▶ **TASK GOAL**:
Word for word, return every record.

### RECORDS TO USE

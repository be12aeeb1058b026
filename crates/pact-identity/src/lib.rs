//! Who is acting: session state on top of an external identity service.

use std::sync::Arc;

use pact_core::{
    Clock, DocumentStore, IdentityService, PactError, Result, SystemClock, USERS_COLLECTION, User,
};
use tokio::sync::watch;
use tracing::{info, warn};

#[derive(Debug, Clone, PartialEq, Eq)]
pub struct Session {
    pub actor_id: String,
    /// `Users/{actor_id}` as fetched when the session opened. `None` when the
    /// profile could not be read.
    pub profile: Option<User>,
}

/// Resolves the current actor and pushes every session change to
/// subscribers.
pub struct IdentityContext {
    service: Arc<dyn IdentityService>,
    documents: Arc<dyn DocumentStore>,
    clock: Arc<dyn Clock>,
    session: watch::Sender<Option<Session>>,
}

impl IdentityContext {
    pub fn new(service: Arc<dyn IdentityService>, documents: Arc<dyn DocumentStore>) -> Self {
        Self {
            service,
            documents,
            clock: Arc::new(SystemClock),
            session: watch::Sender::new(None),
        }
    }

    pub fn with_clock(mut self, clock: Arc<dyn Clock>) -> Self {
        self.clock = clock;
        self
    }

    pub fn current_actor_id(&self) -> Option<String> {
        self.session
            .borrow()
            .as_ref()
            .map(|session| session.actor_id.clone())
    }

    pub fn current_user(&self) -> Option<User> {
        self.session
            .borrow()
            .as_ref()
            .and_then(|session| session.profile.clone())
    }

    /// The current actor, or `Unauthenticated` when nobody is signed in.
    pub fn require_actor(&self) -> Result<String> {
        self.current_actor_id().ok_or(PactError::Unauthenticated)
    }

    pub fn subscribe(&self) -> watch::Receiver<Option<Session>> {
        self.session.subscribe()
    }

    pub async fn sign_in(&self, email: &str, password: &str) -> Result<Session> {
        let actor_id = self.service.sign_in(email, password).await?;
        let profile = self.fetch_profile(&actor_id).await;

        let session = Session { actor_id, profile };
        self.session.send_replace(Some(session.clone()));
        info!(actor_id = %session.actor_id, "signed in");
        Ok(session)
    }

    /// Creates the account and its `Users` profile, then opens a session.
    /// If the profile write fails the account exists but no session is
    /// opened.
    pub async fn register(&self, email: &str, password: &str, name: &str) -> Result<User> {
        let name = name.trim();
        if name.is_empty() {
            return Err(PactError::validation("name", "name is required"));
        }

        let actor_id = self.service.sign_up(email, password).await?;
        let email = email.trim().to_ascii_lowercase();
        let fields = User::profile_fields(&email, name, self.clock.now());
        self.documents
            .set(USERS_COLLECTION, &actor_id, fields)
            .await?;

        let user = User {
            id: actor_id.clone(),
            email,
            name: name.to_string(),
        };
        self.session.send_replace(Some(Session {
            actor_id,
            profile: Some(user.clone()),
        }));
        info!(actor_id = %user.id, "registered");
        Ok(user)
    }

    pub async fn sign_out(&self) -> Result<()> {
        self.service.sign_out().await?;
        if let Some(previous) = self.session.send_replace(None) {
            info!(actor_id = %previous.actor_id, "signed out");
        }
        Ok(())
    }

    async fn fetch_profile(&self, actor_id: &str) -> Option<User> {
        match self.documents.get(USERS_COLLECTION, actor_id).await {
            Ok(Some(document)) => match User::from_document(&document) {
                Ok(user) => Some(user),
                Err(err) => {
                    warn!(actor_id, "malformed user profile: {err}");
                    None
                }
            },
            Ok(None) => {
                warn!(actor_id, "no user profile on record");
                None
            }
            Err(err) => {
                warn!(actor_id, "failed to fetch user profile: {err}");
                None
            }
        }
    }
}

######

▶ **SOLUTION TO THIS TASK**:
repository be12aeeb1058b026
filename crates/pact-identity/src/lib.rs
//! Who is acting: session state on top of an external identity service.

use std::sync::Arc;

use pact_core::{
    Clock, DocumentStore, IdentityService, PactError, Result, SystemClock, USERS_COLLECTION, User,
};
use tokio::sync::watch;
use tracing::{info, warn};

#[derive(Debug, Clone, PartialEq, Eq)]
pub struct Session {
    pub actor_id: String,
    /// `Users/{actor_id}` as fetched when the session opened. `None` when the
    /// profile could not be read.
    pub profile: Option<User>,
}

/// Resolves the current actor and pushes every session change to
/// subscribers.
pub struct IdentityContext {
    service: Arc<dyn IdentityService>,
    documents: Arc<dyn DocumentStore>,
    clock: Arc<dyn Clock>,
    session: watch::Sender<Option<Session>>,
}

impl IdentityContext {
    pub fn new(service: Arc<dyn IdentityService>, documents: Arc<dyn DocumentStore>) -> Self {
        Self {
            service,
            documents,
            clock: Arc::new(SystemClock),
            session: watch::Sender::new(None),
        }
    }

    pub fn with_clock(mut self, clock: Arc<dyn Clock>) -> Self {
        self.clock = clock;
        self
    }

    pub fn current_actor_id(&self) -> Option<String> {
        self.session
            .borrow()
            .as_ref()
            .map(|session| session.actor_id.clone())
    }

    pub fn current_user(&self) -> Option<User> {
        self.session
            .borrow()
            .as_ref()
            .and_then(|session| session.profile.clone())
    }

    /// The current actor, or `Unauthenticated` when nobody is signed in.
    pub fn require_actor(&self) -> Result<String> {
        self.current_actor_id().ok_or(PactError::Unauthenticated)
    }

    pub fn subscribe(&self) -> watch::Receiver<Option<Session>> {
        self.session.subscribe()
    }

    pub async fn sign_in(&self, email: &str, password: &str) -> Result<Session> {
        let actor_id = self.service.sign_in(email, password).await?;
        let profile = self.fetch_profile(&actor_id).await;

        let session = Session { actor_id, profile };
        self.session.send_replace(Some(session.clone()));
        info!(actor_id = %session.actor_id, "signed in");
        Ok(session)
    }

    /// Creates the account and its `Users` profile, then opens a session.
    /// If the profile write fails the account exists but no session is
    /// opened.
    pub async fn register(&self, email: &str, password: &str, name: &str) -> Result<User> {
        let name = name.trim();
        if name.is_empty() {
            return Err(PactError::validation("name", "name is required"));
        }

        let actor_id = self.service.sign_up(email, password).await?;
        let email = email.trim().to_ascii_lowercase();
        let fields = User::profile_fields(&email, name, self.clock.now());
        self.documents
            .set(USERS_COLLECTION, &actor_id, fields)
            .await?;

        let user = User {
            id: actor_id.clone(),
            email,
            name: name.to_string(),
        };
        self.session.send_replace(Some(Session {
            actor_id,
            profile: Some(user.clone()),
        }));
        info!(actor_id = %user.id, "registered");
        Ok(user)
    }

    pub async fn sign_out(&self) -> Result<()> {
        self.service.sign_out().await?;
        if let Some(previous) = self.session.send_replace(None) {
            info!(actor_id = %previous.actor_id, "signed out");
        }
        Ok(())
    }

    async fn fetch_profile(&self, actor_id: &str) -> Option<User> {
        match self.documents.get(USERS_COLLECTION, actor_id).await {
            Ok(Some(document)) => match User::from_document(&document) {
                Ok(user) => Some(user),
                Err(err) => {
                    warn!(actor_id, "malformed user profile: {err}");
                    None
                }
            },
            Ok(None) => {
                warn!(actor_id, "no user profile on record");
                None
            }
            Err(err) => {
                warn!(actor_id, "failed to fetch user profile: {err}");
                None
            }
        }
    }
}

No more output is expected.